DATA TO EXAMINE:
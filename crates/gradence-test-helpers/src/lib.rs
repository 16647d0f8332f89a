mod sqlite;

pub use sqlite::*;
use std::borrow::Cow;

pub trait TestDb {
    fn db_uri(&self) -> Cow<'_, str>;
}
use listenfd::ListenFd;
use std::io;
use std::net::{IpAddr, SocketAddr};
use tokio::net::TcpListener;

/// Binds the server socket. Without an explicit host or port a socket passed in through
/// `LISTEN_FDS` is preferred.
pub async fn create_listener(
    (host, port): (Option<IpAddr>, Option<u16>),
    (default_host, default_port): (IpAddr, u16),
) -> io::Result<TcpListener> {
    if host.is_none() && port.is_none() {
        let mut listenfd = ListenFd::from_env();
        if let Some(listener) = listenfd.take_tcp_listener(0)? {
            listener.set_nonblocking(true)?;
            tracing::trace!("returning listenfd listener");
            return TcpListener::from_std(listener);
        }
    }

    let ip_addr = host.unwrap_or(default_host);
    let port = port.unwrap_or(default_port);
    let address = SocketAddr::from((ip_addr, port));
    tracing::trace!(%address, "binding listener");
    TcpListener::bind(address).await
}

WORK TO BE COMPLETED:
What you return must match the records above exactly.

EXERCISE RESPONSE:
filename crates/gradence-test-helpers/src/lib.rs
repository 16647d0f8332f89a
mod sqlite;

pub use sqlite::*;
use std::borrow::Cow;

pub trait TestDb {
    fn db_uri(&self) -> Cow<'_, str>;
}
use listenfd::ListenFd;
use std::io;
use std::net::{IpAddr, SocketAddr};
use tokio::net::TcpListener;

/// Binds the server socket. Without an explicit host or port a socket passed in through
/// `LISTEN_FDS` is preferred.
pub async fn create_listener(
    (host, port): (Option<IpAddr>, Option<u16>),
    (default_host, default_port): (IpAddr, u16),
) -> io::Result<TcpListener> {
    if host.is_none() && port.is_none() {
        let mut listenfd = ListenFd::from_env();
        if let Some(listener) = listenfd.take_tcp_listener(0)? {
            listener.set_nonblocking(true)?;
            tracing::trace!("returning listenfd listener");
            return TcpListener::from_std(listener);
        }
    }

    let ip_addr = host.unwrap_or(default_host);
    let port = port.unwrap_or(default_port);
    let address = SocketAddr::from((ip_addr, port));
    tracing::trace!(%address, "binding listener");
    TcpListener::bind(address).await
}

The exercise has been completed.